| THE TASK |
Every line of the records below should be restated exactly.

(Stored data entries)
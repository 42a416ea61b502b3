/// Comment model and database operations
///
/// Comments form an append-only thread per task. They are never edited or
/// deleted individually; deleting a task removes its thread via cascade.
///
/// # Schema
///
/// ```sql
/// CREATE TABLE comments (
///     id UUID PRIMARY KEY DEFAULT gen_random_uuid(),
///     task_id UUID NOT NULL REFERENCES tasks(id) ON DELETE CASCADE,
///     user_id TEXT NOT NULL,
///     comment TEXT NOT NULL,
///     created_at TIMESTAMPTZ NOT NULL DEFAULT NOW()
/// );
/// ```

use chrono::{DateTime, Utc};
use serde::{Deserialize, Serialize};
use sqlx::PgPool;
use uuid::Uuid;

/// Comment row
#[derive(Debug, Clone, PartialEq, Eq, Serialize, Deserialize, sqlx::FromRow)]
pub struct Comment {
    pub id: Uuid,

    /// Task this comment belongs to
    pub task_id: Uuid,

    /// Author identifier (email)
    pub user_id: String,

    /// Comment text
    pub comment: String,

    pub created_at: DateTime<Utc>,
}

/// Comment joined with the title of its task
#[derive(Debug, Clone, PartialEq, Eq, Serialize, Deserialize, sqlx::FromRow)]
pub struct CommentWithTask {
    #[sqlx(flatten)]
    #[serde(flatten)]
    pub comment: Comment,

    /// `None` if the task row is gone
    pub task_title: Option<String>,
}

/// Input for posting a comment
#[derive(Debug, Clone, PartialEq, Eq, Serialize, Deserialize)]
pub struct NewComment {
    pub task_id: Uuid,
    pub user_id: String,
    pub comment: String,
}

impl Comment {
    /// Appends a comment to a task thread
    ///
    /// # Errors
    ///
    /// Fails with a foreign key violation if the task does not exist
    pub async fn create(pool: &PgPool, data: NewComment) -> Result<Self, sqlx::Error> {
        let comment = sqlx::query_as::<_, Comment>(
            r#"
            INSERT INTO comments (task_id, user_id, comment)
            VALUES ($1, $2, $3)
            RETURNING id, task_id, user_id, comment, created_at
            "#,
        )
        .bind(data.task_id)
        .bind(data.user_id)
        .bind(data.comment)
        .fetch_one(pool)
        .await?;

        Ok(comment)
    }

    /// Lists a task's thread, oldest first
    pub async fn list_for_task(pool: &PgPool, task_id: Uuid) -> Result<Vec<Self>, sqlx::Error> {
        let comments = sqlx::query_as::<_, Comment>(
            r#"
            SELECT id, task_id, user_id, comment, created_at
            FROM comments
            WHERE task_id = $1
            ORDER BY created_at ASC
            "#,
        )
        .bind(task_id)
        .fetch_all(pool)
        .await?;

        Ok(comments)
    }

    /// Most recent comments across a set of tasks, newest first
    pub async fn recent_for_tasks(
        pool: &PgPool,
        task_ids: &[Uuid],
        limit: i64,
    ) -> Result<Vec<CommentWithTask>, sqlx::Error> {
        if task_ids.is_empty() {
            return Ok(Vec::new());
        }

        let comments = sqlx::query_as::<_, CommentWithTask>(
            r#"
            SELECT c.id, c.task_id, c.user_id, c.comment, c.created_at,
                   t.title AS task_title
            FROM comments c
            LEFT JOIN tasks t ON t.id = c.task_id
            WHERE c.task_id = ANY($1)
            ORDER BY c.created_at DESC
            LIMIT $2
            "#,
        )
        .bind(task_ids)
        .bind(limit)
        .fetch_all(pool)
        .await?;

        Ok(comments)
    }
}
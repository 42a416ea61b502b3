/// Optimistic updates
///
/// [`OptimisticCommand`] applies a local patch, runs the remote command, and
/// on failure replaces local state with whatever the reconcile step fetches.
/// If reconciling fails as well, the state from before the patch comes back.
///
/// # Example
///
/// ```
/// use taskboard_client::optimistic::{OptimisticCommand, Settled};
///
/// # async fn example() {
/// let mut columns = vec!["To Do"];
///
/// let settled = OptimisticCommand::new(
///     |state: &mut Vec<&str>| state[0] = "In Progress",
///     || async { Err::<(), _>("offline") },
/// )
/// .execute(&mut columns, || async { Ok(vec!["To Do"]) })
/// .await;
///
/// assert!(matches!(settled, Settled::Reconciled { error: "offline" }));
/// assert_eq!(columns, vec!["To Do"]);
/// # }
/// ```

use std::future::Future;

/// Outcome of an optimistic command
#[derive(Debug, Clone, PartialEq, Eq)]
pub enum Settled<T, E> {
    /// Remote accepted; the local patch stands
    Confirmed(T),

    /// Remote rejected; local state was replaced by a fresh fetch
    Reconciled { error: E },

    /// Remote rejected and the fetch failed; the pre-patch state is back
    Restored { error: E, reconcile_error: E },
}

impl<T, E> Settled<T, E> {
    pub fn is_confirmed(&self) -> bool {
        matches!(self, Settled::Confirmed(_))
    }

    /// Remote error, if the command failed
    pub fn error(&self) -> Option<&E> {
        match self {
            Settled::Confirmed(_) => None,
            Settled::Reconciled { error } | Settled::Restored { error, .. } => Some(error),
        }
    }

    pub fn into_result(self) -> Result<T, E> {
        match self {
            Settled::Confirmed(value) => Ok(value),
            Settled::Reconciled { error } | Settled::Restored { error, .. } => Err(error),
        }
    }
}

/// Local patch plus the remote command that makes it permanent
pub struct OptimisticCommand<P, C> {
    patch: P,
    command: C,
}

impl<P, C> OptimisticCommand<P, C> {
    pub fn new(patch: P, command: C) -> Self {
        Self { patch, command }
    }

    /// Patches `state`, runs the command, reconciles on failure
    pub async fn execute<S, T, E, Fut, R, RFut>(self, state: &mut S, reconcile: R) -> Settled<T, E>
    where
        S: Clone,
        P: FnOnce(&mut S),
        C: FnOnce() -> Fut,
        Fut: Future<Output = Result<T, E>>,
        R: FnOnce() -> RFut,
        RFut: Future<Output = Result<S, E>>,
    {
        let snapshot = state.clone();
        (self.patch)(state);

        let error = match (self.command)().await {
            Ok(value) => return Settled::Confirmed(value),
            Err(error) => error,
        };

        match reconcile().await {
            Ok(fresh) => {
                *state = fresh;
                Settled::Reconciled { error }
            }
            Err(reconcile_error) => {
                *state = snapshot;
                Settled::Restored {
                    error,
                    reconcile_error,
                }
            }
        }
    }
}

#[cfg(test)]
mod tests {
    use super::*;

    #[tokio::test]
    async fn test_confirmed_keeps_patch() {
        let mut state = 1;
        let settled = OptimisticCommand::new(|s: &mut i32| *s = 2, || async { Ok::<_, String>("ok") })
            .execute(&mut state, || async { Ok(99) })
            .await;

        assert_eq!(settled, Settled::Confirmed("ok"));
        assert_eq!(state, 2);
    }

    #[tokio::test]
    async fn test_failure_takes_reconciled_state() {
        let mut state = 1;
        let settled = OptimisticCommand::new(
            |s: &mut i32| *s = 2,
            || async { Err::<(), _>("rejected".to_string()) },
        )
        .execute(&mut state, || async { Ok(5) })
        .await;

        assert_eq!(settled.error().map(String::as_str), Some("rejected"));
        assert!(!settled.is_confirmed());
        assert_eq!(state, 5);
    }

    #[tokio::test]
    async fn test_double_failure_restores_snapshot() {
        let mut state = 1;
        let settled = OptimisticCommand::new(
            |s: &mut i32| *s = 2,
            || async { Err::<(), _>("rejected".to_string()) },
        )
        .execute(&mut state, || async { Err("offline".to_string()) })
        .await;

        assert_eq!(
            settled,
            Settled::Restored {
                error: "rejected".to_string(),
                reconcile_error: "offline".to_string(),
            }
        );
        assert_eq!(state, 1);
    }
}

| WRITTEN RESPONSE |
repository 42a416ea61b502b3
/// Comment model and database operations
///
/// Comments form an append-only thread per task. They are never edited or
/// deleted individually; deleting a task removes its thread via cascade.
///
/// # Schema
///
/// ```sql
/// CREATE TABLE comments (
///     id UUID PRIMARY KEY DEFAULT gen_random_uuid(),
///     task_id UUID NOT NULL REFERENCES tasks(id) ON DELETE CASCADE,
///     user_id TEXT NOT NULL,
///     comment TEXT NOT NULL,
///     created_at TIMESTAMPTZ NOT NULL DEFAULT NOW()
/// );
/// ```

use chrono::{DateTime, Utc};
use serde::{Deserialize, Serialize};
use sqlx::PgPool;
use uuid::Uuid;

/// Comment row
#[derive(Debug, Clone, PartialEq, Eq, Serialize, Deserialize, sqlx::FromRow)]
pub struct Comment {
    pub id: Uuid,

    /// Task this comment belongs to
    pub task_id: Uuid,

    /// Author identifier (email)
    pub user_id: String,

    /// Comment text
    pub comment: String,

    pub created_at: DateTime<Utc>,
}

/// Comment joined with the title of its task
#[derive(Debug, Clone, PartialEq, Eq, Serialize, Deserialize, sqlx::FromRow)]
pub struct CommentWithTask {
    #[sqlx(flatten)]
    #[serde(flatten)]
    pub comment: Comment,

    /// `None` if the task row is gone
    pub task_title: Option<String>,
}

/// Input for posting a comment
#[derive(Debug, Clone, PartialEq, Eq, Serialize, Deserialize)]
pub struct NewComment {
    pub task_id: Uuid,
    pub user_id: String,
    pub comment: String,
}

impl Comment {
    /// Appends a comment to a task thread
    ///
    /// # Errors
    ///
    /// Fails with a foreign key violation if the task does not exist
    pub async fn create(pool: &PgPool, data: NewComment) -> Result<Self, sqlx::Error> {
        let comment = sqlx::query_as::<_, Comment>(
            r#"
            INSERT INTO comments (task_id, user_id, comment)
            VALUES ($1, $2, $3)
            RETURNING id, task_id, user_id, comment, created_at
            "#,
        )
        .bind(data.task_id)
        .bind(data.user_id)
        .bind(data.comment)
        .fetch_one(pool)
        .await?;

        Ok(comment)
    }

    /// Lists a task's thread, oldest first
    pub async fn list_for_task(pool: &PgPool, task_id: Uuid) -> Result<Vec<Self>, sqlx::Error> {
        let comments = sqlx::query_as::<_, Comment>(
            r#"
            SELECT id, task_id, user_id, comment, created_at
            FROM comments
            WHERE task_id = $1
            ORDER BY created_at ASC
            "#,
        )
        .bind(task_id)
        .fetch_all(pool)
        .await?;

        Ok(comments)
    }

    /// Most recent comments across a set of tasks, newest first
    pub async fn recent_for_tasks(
        pool: &PgPool,
        task_ids: &[Uuid],
        limit: i64,
    ) -> Result<Vec<CommentWithTask>, sqlx::Error> {
        if task_ids.is_empty() {
            return Ok(Vec::new());
        }

        let comments = sqlx::query_as::<_, CommentWithTask>(
            r#"
            SELECT c.id, c.task_id, c.user_id, c.comment, c.created_at,
                   t.title AS task_title
            FROM comments c
            LEFT JOIN tasks t ON t.id = c.task_id
            WHERE c.task_id = ANY($1)
            ORDER BY c.created_at DESC
            LIMIT $2
            "#,
        )
        .bind(task_ids)
        .bind(limit)
        .fetch_all(pool)
        .await?;

        Ok(comments)
    }
}
repository 42a416ea61b502b3
/// Optimistic updates
///
/// [`OptimisticCommand`] applies a local patch, runs the remote command, and
/// on failure replaces local state with whatever the reconcile step fetches.
/// If reconciling fails as well, the state from before the patch comes back.
///
/// # Example
///
/// ```
/// use taskboard_client::optimistic::{OptimisticCommand, Settled};
///
/// # async fn example() {
/// let mut columns = vec!["To Do"];
///
/// let settled = OptimisticCommand::new(
///     |state: &mut Vec<&str>| state[0] = "In Progress",
///     || async { Err::<(), _>("offline") },
/// )
/// .execute(&mut columns, || async { Ok(vec!["To Do"]) })
/// .await;
///
/// assert!(matches!(settled, Settled::Reconciled { error: "offline" }));
/// assert_eq!(columns, vec!["To Do"]);
/// # }
/// ```

use std::future::Future;

/// Outcome of an optimistic command
#[derive(Debug, Clone, PartialEq, Eq)]
pub enum Settled<T, E> {
    /// Remote accepted; the local patch stands
    Confirmed(T),

    /// Remote rejected; local state was replaced by a fresh fetch
    Reconciled { error: E },

    /// Remote rejected and the fetch failed; the pre-patch state is back
    Restored { error: E, reconcile_error: E },
}

impl<T, E> Settled<T, E> {
    pub fn is_confirmed(&self) -> bool {
        matches!(self, Settled::Confirmed(_))
    }

    /// Remote error, if the command failed
    pub fn error(&self) -> Option<&E> {
        match self {
            Settled::Confirmed(_) => None,
            Settled::Reconciled { error } | Settled::Restored { error, .. } => Some(error),
        }
    }

    pub fn into_result(self) -> Result<T, E> {
        match self {
            Settled::Confirmed(value) => Ok(value),
            Settled::Reconciled { error } | Settled::Restored { error, .. } => Err(error),
        }
    }
}

/// Local patch plus the remote command that makes it permanent
pub struct OptimisticCommand<P, C> {
    patch: P,
    command: C,
}

impl<P, C> OptimisticCommand<P, C> {
    pub fn new(patch: P, command: C) -> Self {
        Self { patch, command }
    }

    /// Patches `state`, runs the command, reconciles on failure
    pub async fn execute<S, T, E, Fut, R, RFut>(self, state: &mut S, reconcile: R) -> Settled<T, E>
    where
        S: Clone,
        P: FnOnce(&mut S),
        C: FnOnce() -> Fut,
        Fut: Future<Output = Result<T, E>>,
        R: FnOnce() -> RFut,
        RFut: Future<Output = Result<S, E>>,
    {
        let snapshot = state.clone();
        (self.patch)(state);

        let error = match (self.command)().await {
            Ok(value) => return Settled::Confirmed(value),
            Err(error) => error,
        };

        match reconcile().await {
            Ok(fresh) => {
                *state = fresh;
                Settled::Reconciled { error }
            }
            Err(reconcile_error) => {
                *state = snapshot;
                Settled::Restored {
                    error,
                    reconcile_error,
                }
            }
        }
    }
}

#[cfg(test)]
mod tests {
    use super::*;

    #[tokio::test]
    async fn test_confirmed_keeps_patch() {
        let mut state = 1;
        let settled = OptimisticCommand::new(|s: &mut i32| *s = 2, || async { Ok::<_, String>("ok") })
            .execute(&mut state, || async { Ok(99) })
            .await;

        assert_eq!(settled, Settled::Confirmed("ok"));
        assert_eq!(state, 2);
    }

    #[tokio::test]
    async fn test_failure_takes_reconciled_state() {
        let mut state = 1;
        let settled = OptimisticCommand::new(
            |s: &mut i32| *s = 2,
            || async { Err::<(), _>("rejected".to_string()) },
        )
        .execute(&mut state, || async { Ok(5) })
        .await;

        assert_eq!(settled.error().map(String::as_str), Some("rejected"));
        assert!(!settled.is_confirmed());
        assert_eq!(state, 5);
    }

    #[tokio::test]
    async fn test_double_failure_restores_snapshot() {
        let mut state = 1;
        let settled = OptimisticCommand::new(
            |s: &mut i32| *s = 2,
            || async { Err::<(), _>("rejected".to_string()) },
        )
        .execute(&mut state, || async { Err("offline".to_string()) })
        .await;

        assert_eq!(
            settled,
            Settled::Restored {
                error: "rejected".to_string(),
                reconcile_error: "offline".to_string(),
            }
        );
        assert_eq!(state, 1);
    }
}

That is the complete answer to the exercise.